Fake brand watches, imitation sneakers by the fashion designer Alexander McQueen, real python leather boots and a can with forbidden anabolic steroids: Jens Ahland from the main customs office in Cologne piled up next to him everything the investigators found and confiscated in packages from abroad: “I recognize counterfeit shoes meanwhile often the smell “, says the customs officer.

"The cheap glue just doesn't smell good - as if you had worn the shoes for a year."

The customs officers in Cologne and elsewhere have plenty to do. Because the boom in online trading, spurred on by the corona pandemic, ensures that more and more consumers are also ordering goods directly from China or the United States with one click. According to a study by the Institute for Retail Research (IFH) in Cologne, foreign online providers achieved sales of around 7.1 billion euros in Germany in 2020.

In the coming weeks in particular, there will be another flood of parcels through customs offices across the country: Black Friday bargains and Christmas gifts that people all over the world have ordered. Consumers are not always aware of where they placed their order. In the IFH survey, almost every second respondent (48 percent) stated that they had unconsciously ordered goods from abroad. The value of these unplanned imports totaled 4.1 billion euros. For comparison: the goods deliberately ordered by online shoppers abroad only had a value of 3 billion euros.

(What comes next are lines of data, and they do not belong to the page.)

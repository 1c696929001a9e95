//! Label generation for clusters.
//!
//! The orchestrator only depends on the [`Summarizer`] trait, so the labeling
//! policy is chosen when the pipeline is assembled:
//!
//! - [`RakeSummarizer`] (default) - top-ranked keyword phrases
//! - `t5::T5Summarizer` (feature `summarize-candle`) - a short abstractive
//!   phrase from a T5 model

pub mod rake;
pub mod summarizer;

#[cfg(feature = "summarize-candle")]
pub mod t5;

pub use rake::RakeSummarizer;
pub use summarizer::Summarizer;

This can easily happen to inexperienced shoppers when, while surfing the Internet, they come across a German-language site with cheap offers and - perhaps blinded by the cheap offer - do not pay attention to where the supplier is based.

Annoying mistakes are easy to make

Such mistakes can be annoying and expensive.

Because customs not only look for counterfeits, violations of the species protection agreement or prohibited drugs - they are also responsible for the taxation of imports.

"Many order something in China and are surprised when they have to deal with customs and then have to pay sales tax or even customs," says Ahland.

In fact, the rules for imports were tightened in the summer. Until the end of June, there was a duty-free limit for shipments of less than 22 euros. This no longer exists for imports from non-EU countries since July. In other words, for practically all of these orders, import sales tax and consumption taxes for goods such as alcohol or tobacco must be paid. From a material value of more than 150 euros, there are also customs duties. Many parcel services also charge a flat fee for handling taxable shipments with the customs authorities - Deutsche Post currently around 6 euros.

The consumer advice center North Rhine-Westphalia has calculated what the current regulation can mean when buying an inexpensive mobile phone case for 7 euros from a dealer in China, the United States, but also in other non-EU countries such as Great Britain.

In addition to the 7 euros, there is an additional 1.33 euros in import sales tax and often the service fee of the parcel institute.

In the end, the price more than doubled: to 14.33 euros.

Anyone who buys products with a price of 150 euros or more also has to pay customs duties.

According to consumer advocates, a surcharge of 12 percent is to be expected for clothing, and up to 14 percent for monitors.

Some supposed bargains lose their shine in this way.

No wonder that orders from abroad are scary for many online shoppers.

In a survey by the trade research institute ECC Cologne, 55 percent of those questioned said they would abandon the purchase if they realized that the seller was from abroad.

Sometimes the only problem is figuring it out.

Often - but not always - a look at the dealer's imprint will help.

The customs officer Ahland has also set up a simple rule of thumb for himself to avoid such pitfalls.

"If the delivery time is more than a few days, I'll be careful." This is often an indication that the dealers are located a long way away abroad.